Last week we talked about simple, quick and inexpensive things you can do to upgrade your kitchen. One of the things we suggested was to replace your kitchen faucet. It really can be fairly easy to do. Here are the steps you need to follow for that simple and quick replacement.

The easiest replacement is one that will fit right into the same holes that are already cut into your sink or counter. Take a photo and some measurements with you when you shop for a new faucet. Take a look under the sink, inside the cabinet, to see what type of hook-ups you have, to see if they might need to be replaced too. If you have older, rigid copper pipes, you might consider replacing these with flexible supply lines.

When you shop for a replacement, you also need to consider style. You may want the latest style, but it needs to fit in with what you already have.

Turn off the water supply to your sink at the cutoffs inside the cabinet. Then turn the water off at the faucet to allow any water in this line out.

Unhook the water supply lines from the old faucet.

Loosen the nuts holding your existing faucet in place. Some connections will be on top of the sink, but other faucets will be connected on the underside of the sink. Special tools for removing any nuts underneath the sink may be required. A basin wrench will allow you to loosen the nut at this odd angle, unlike a standard wrench. As an alternative, you might be able to use a ratchet wrench with an extension on it.

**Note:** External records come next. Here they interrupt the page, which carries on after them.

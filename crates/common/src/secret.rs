//! Secret wrapper for sensitive configuration values
//!
//! Authorization codes and PKCE verifiers read from configuration are held
//! in a `Secret` so they never show up in `Debug` output or structured logs.

use serde::{Deserialize, Deserializer};
use std::fmt;
use zeroize::Zeroize;

/// Sensitive value - redacted in Debug/Display/logs
pub struct Secret<T: Zeroize>(T);

impl<T: Zeroize> Secret<T> {
    pub fn new(value: T) -> Self {
        Self(value)
    }

    /// Expose the inner value (use sparingly)
    pub fn expose(&self) -> &T {
        &self.0
    }
}

impl Secret<String> {
    /// True when the wrapped string is empty or whitespace only.
    pub fn is_blank(&self) -> bool {
        self.0.trim().is_empty()
    }
}

impl<T: Zeroize> fmt::Debug for Secret<T> {
    fn fmt(&self, f: &mut fmt::Formatter<'_>) -> fmt::Result {
        write!(f, "[REDACTED]")
    }
}

impl<T: Zeroize> fmt::Display for Secret<T> {
    fn fmt(&self, f: &mut fmt::Formatter<'_>) -> fmt::Result {
        write!(f, "[REDACTED]")
    }
}

impl<T: Zeroize> Drop for Secret<T> {
    fn drop(&mut self) {
        self.0.zeroize();
    }
}

impl<T: Zeroize + Clone> Clone for Secret<T> {
    fn clone(&self) -> Self {
        Self(self.0.clone())
    }
}

impl<'de, T> Deserialize<'de> for Secret<T>
where
    T: Zeroize + Deserialize<'de>,
{
    fn deserialize<D: Deserializer<'de>>(deserializer: D) -> Result<Self, D::Error> {
        T::deserialize(deserializer).map(Secret::new)
    }
}
#[cfg(test)]
mod tests {
    use super::*;
    use mockito::Matcher;
    use xero_auth::TokenRecord;

    const EXPIRED: &str = r#"{"Title":"Unauthorized","Status":401,"Detail":"TokenExpired: token expired at 10/06/2022 21:10:41"}"#;
    const NEW_TOKEN: &str = r#"{"access_token":"at_new","refresh_token":"rt_new","expires_in":1800,"token_type":"Bearer","scope":"openid"}"#;

    /// Drive the pure machine with a scripted sequence and record states.
    fn run(events: &[RequestEvent]) -> (Vec<RequestState>, RequestAction) {
        let mut state = RequestState::start();
        let mut states = vec![state];
        let mut action = RequestAction::Send;
        for event in events {
            let (next, next_action) = handle_event(state, *event);
            state = next;
            action = next_action;
            states.push(state);
        }
        (states, action)
    }

    #[test]
    fn success_first_try() {
        let (states, action) = run(&[RequestEvent::Responded(ResponseClass::Success)]);
        assert_eq!(states, vec![RequestState::start(), RequestState::Done]);
        assert_eq!(action, RequestAction::Deliver);
    }

    #[test]
    fn expiry_refresh_then_success() {
        let (states, action) = run(&[
            RequestEvent::Responded(ResponseClass::Expired),
            RequestEvent::RefreshSucceeded,
            RequestEvent::Responded(ResponseClass::Success),
        ]);
        let labels: Vec<String> = states.iter().map(ToString::to_string).collect();
        assert_eq!(labels, ["ATTEMPT", "REFRESH", "ATTEMPT", "DONE"]);
        assert_eq!(action, RequestAction::Deliver);
    }

    #[test]
    fn second_expiry_is_fatal_without_refresh() {
        let (states, action) = run(&[
            RequestEvent::Responded(ResponseClass::Expired),
            RequestEvent::RefreshSucceeded,
            RequestEvent::Responded(ResponseClass::Expired),
        ]);
        assert_eq!(*states.last().unwrap(), RequestState::Fatal);
        assert_eq!(action, RequestAction::Fail(FailReason::ExpiredAfterRefresh));
        let refreshes = states
            .iter()
            .filter(|s| **s == RequestState::Refresh)
            .count();
        assert_eq!(refreshes, 1);
    }

    #[test]
    fn rejection_is_fatal_without_refresh() {
        let (states, action) = run(&[RequestEvent::Responded(ResponseClass::Rejected)]);
        assert_eq!(states, vec![RequestState::start(), RequestState::Fatal]);
        assert_eq!(action, RequestAction::Fail(FailReason::Rejected));
    }

    #[test]
    fn refresh_failure_is_fatal() {
        let (states, action) = run(&[
            RequestEvent::Responded(ResponseClass::Expired),
            RequestEvent::RefreshFailed,
        ]);
        assert_eq!(*states.last().unwrap(), RequestState::Fatal);
        assert_eq!(action, RequestAction::Fail(FailReason::RefreshFailed));
    }

    #[test]
    fn terminal_states_ignore_events() {
        for state in [RequestState::Done, RequestState::Fatal] {
            assert!(state.is_terminal());
            let (next, action) =
                handle_event(state, RequestEvent::Responded(ResponseClass::Success));
            assert_eq!(next, state);
            assert_eq!(action, RequestAction::None);
        }
    }

    #[test]
    fn attempt_ignores_refresh_events() {
        let (next, action) = handle_event(RequestState::start(), RequestEvent::RefreshSucceeded);
        assert_eq!(next, RequestState::start());
        assert_eq!(action, RequestAction::None);
    }

    struct Fixture {
        executor: Executor,
        session: Session,
        cache: TokenCache,
        _dir: tempfile::TempDir,
    }

    fn fixture(server: &mockito::Server) -> Fixture {
        let dir = tempfile::tempdir().unwrap();
        let cache = TokenCache::new(dir.path().join("token.json"));
        let tokens = TokenClient::new(
            reqwest::Client::new(),
            format!("{}/connect/token", server.url()),
            "client-123",
        );
        let executor = Executor::new(reqwest::Client::new(), tokens, cache.clone(), server.url());
        let session = Session::with_token(TokenRecord {
            access_token: "at_old".into(),
            refresh_token: "rt_old".into(),
            ..Default::default()
        });
        Fixture {
            executor,
            session,
            cache,
            _dir: dir,
        }
    }

    async fn refresh_mock(server: &mut mockito::Server, hits: usize) -> mockito::Mock {
        server
            .mock("POST", "/connect/token")
            .match_body(Matcher::AllOf(vec![
                Matcher::UrlEncoded("grant_type".into(), "refresh_token".into()),
                Matcher::UrlEncoded("refresh_token".into(), "rt_old".into()),
            ]))
            .with_status(200)
            .with_body(NEW_TOKEN)
            .expect(hits)
            .create_async()
            .await
    }

    #[tokio::test]
    async fn execute_returns_body_on_first_success() {
        let mut server = mockito::Server::new_async().await;
        let api = server
            .mock("GET", "/connections")
            .match_header("authorization", "Bearer at_old")
            .with_status(200)
            .with_body("[]")
            .expect(1)
            .create_async()
            .await;
        let refresh = refresh_mock(&mut server, 0).await;

        let mut fx = fixture(&server);
        let url = fx.executor.url("/connections");
        let body = fx
            .executor
            .execute(&mut fx.session, "connections", |http| http.get(&url))
            .await
            .unwrap();

        assert_eq!(body, "[]");
        api.assert_async().await;
        refresh.assert_async().await;
    }

    #[tokio::test]
    async fn execute_refreshes_once_and_retries_with_new_token() {
        let mut server = mockito::Server::new_async().await;
        let expired = server
            .mock("GET", "/connections")
            .match_header("authorization", "Bearer at_old")
            .with_status(401)
            .with_body(EXPIRED)
            .expect(1)
            .create_async()
            .await;
        let retried = server
            .mock("GET", "/connections")
            .match_header("authorization", "Bearer at_new")
            .with_status(200)
            .with_body(r#"[{"tenantId":"t1"}]"#)
            .expect(1)
            .create_async()
            .await;
        let refresh = refresh_mock(&mut server, 1).await;

        let mut fx = fixture(&server);
        let url = fx.executor.url("/connections");
        let body = fx
            .executor
            .execute(&mut fx.session, "connections", |http| http.get(&url))
            .await
            .unwrap();

        assert_eq!(body, r#"[{"tenantId":"t1"}]"#);
        expired.assert_async().await;
        retried.assert_async().await;
        refresh.assert_async().await;
        assert_eq!(fx.session.access_token().unwrap(), "at_new");
        assert_eq!(fx.session.refresh_token(), "rt_new");
        let cached = fx.cache.load().await.unwrap().unwrap();
        assert_eq!(cached.access_token, "at_new");
    }

    #[tokio::test]
    async fn execute_second_expiry_is_fatal_after_one_refresh() {
        let mut server = mockito::Server::new_async().await;
        let _old = server
            .mock("GET", "/connections")
            .match_header("authorization", "Bearer at_old")
            .with_status(401)
            .with_body(EXPIRED)
            .create_async()
            .await;
        let still_expired = server
            .mock("GET", "/connections")
            .match_header("authorization", "Bearer at_new")
            .with_status(401)
            .with_body(EXPIRED)
            .expect(1)
            .create_async()
            .await;
        let refresh = refresh_mock(&mut server, 1).await;

        let mut fx = fixture(&server);
        let url = fx.executor.url("/connections");
        let result = fx
            .executor
            .execute(&mut fx.session, "connections", |http| http.get(&url))
            .await;

        assert!(
            matches!(
                result,
                Err(Error::Expired {
                    endpoint: "connections"
                })
            ),
            "got {result:?}"
        );
        still_expired.assert_async().await;
        refresh.assert_async().await;
    }

    #[tokio::test]
    async fn execute_unmarked_401_is_fatal_without_refresh() {
        let mut server = mockito::Server::new_async().await;
        let _api = server
            .mock("GET", "/connections")
            .with_status(401)
            .with_body(r#"{"Title":"Unauthorized","Detail":"AuthenticationUnsuccessful"}"#)
            .create_async()
            .await;
        let refresh = refresh_mock(&mut server, 0).await;

        let mut fx = fixture(&server);
        let url = fx.executor.url("/connections");
        let result = fx
            .executor
            .execute(&mut fx.session, "connections", |http| http.get(&url))
            .await;

        match result {
            Err(Error::Rejected { status, body, .. }) => {
                assert_eq!(status, 401);
                assert!(body.contains("AuthenticationUnsuccessful"));
            }
            other => panic!("expected Rejected, got {other:?}"),
        }
        refresh.assert_async().await;
        assert_eq!(fx.session.access_token().unwrap(), "at_old");
    }

    #[tokio::test]
    async fn execute_server_error_is_fatal_without_refresh() {
        let mut server = mockito::Server::new_async().await;
        let _api = server
            .mock("GET", "/connections")
            .with_status(500)
            .with_body("boom")
            .create_async()
            .await;
        let refresh = refresh_mock(&mut server, 0).await;

        let mut fx = fixture(&server);
        let url = fx.executor.url("/connections");
        let result = fx
            .executor
            .execute(&mut fx.session, "connections", |http| http.get(&url))
            .await;

        assert!(
            matches!(result, Err(Error::Rejected { status: 500, .. })),
            "got {result:?}"
        );
        refresh.assert_async().await;
    }

    #[tokio::test]
    async fn execute_refresh_rejection_surfaces_auth_error() {
        let mut server = mockito::Server::new_async().await;
        let _api = server
            .mock("GET", "/connections")
            .with_status(401)
            .with_body(EXPIRED)
            .create_async()
            .await;
        let _refresh = server
            .mock("POST", "/connect/token")
            .with_status(400)
            .with_body(r#"{"error":"invalid_grant"}"#)
            .create_async()
            .await;

        let mut fx = fixture(&server);
        let url = fx.executor.url("/connections");
        let result = fx
            .executor
            .execute(&mut fx.session, "connections", |http| http.get(&url))
            .await;

        assert!(
            matches!(
                result,
                Err(Error::Auth(xero_auth::Error::AuthRejected { status: 400, .. }))
            ),
            "got {result:?}"
        );
    }

    #[tokio::test]
    async fn execute_without_token_is_not_authenticated() {
        let server = mockito::Server::new_async().await;
        let fx = fixture(&server);
        let mut session = Session::new();
        let url = fx.executor.url("/connections");
        let result = fx
            .executor
            .execute(&mut session, "connections", |http| http.get(&url))
            .await;
        assert!(matches!(result, Err(Error::NotAuthenticated)));
    }

    #[test]
    fn url_joins_without_double_slash() {
        let tokens = TokenClient::new(reqwest::Client::new(), "http://t", "c");
        let executor = Executor::new(
            reqwest::Client::new(),
            tokens,
            TokenCache::new("unused.json"),
            "https://api.xero.com/",
        );
        assert_eq!(
            executor.url("/connections"),
            "https://api.xero.com/connections"
        );
    }
}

Make sure to clean away any old caulk left behind on the sink or countertop.

Apply new caulk or plumber’s putty to the underside of the new faucet base. If your new faucet comes with a rubber gasket for this purpose, you won’t need to putty. Put the new faucet into place as straight as you can and then start tightening the mounting nuts. Before you are done, restraighten the faucet and then finish tightening the nuts.

Hook up your supply lines and turn the water back on. After you are sure there are no leaks, test your new faucet.

You’re going to love the look of your new faucet, because it’s new and because you installed it yourself!


Q: I have what appears to be peel-and-stick vinyl wallpaper in one of my bathrooms. Please tell me how to get it off the wall so I can paint. I have tried just pulling it down, but it isn’t coming off easily and is leaving behind a sticky adhesive. What will get the paper and adhesive off the wall? – C.R.

A: Unfortunately, it’s not going to be easy. Heat will help, so try using a hair dryer to loosen the adhesive. Heat and pull, then repeat … a lot. Once you get all of the vinyl off the walls, use adhesive remover to get the rest of it off.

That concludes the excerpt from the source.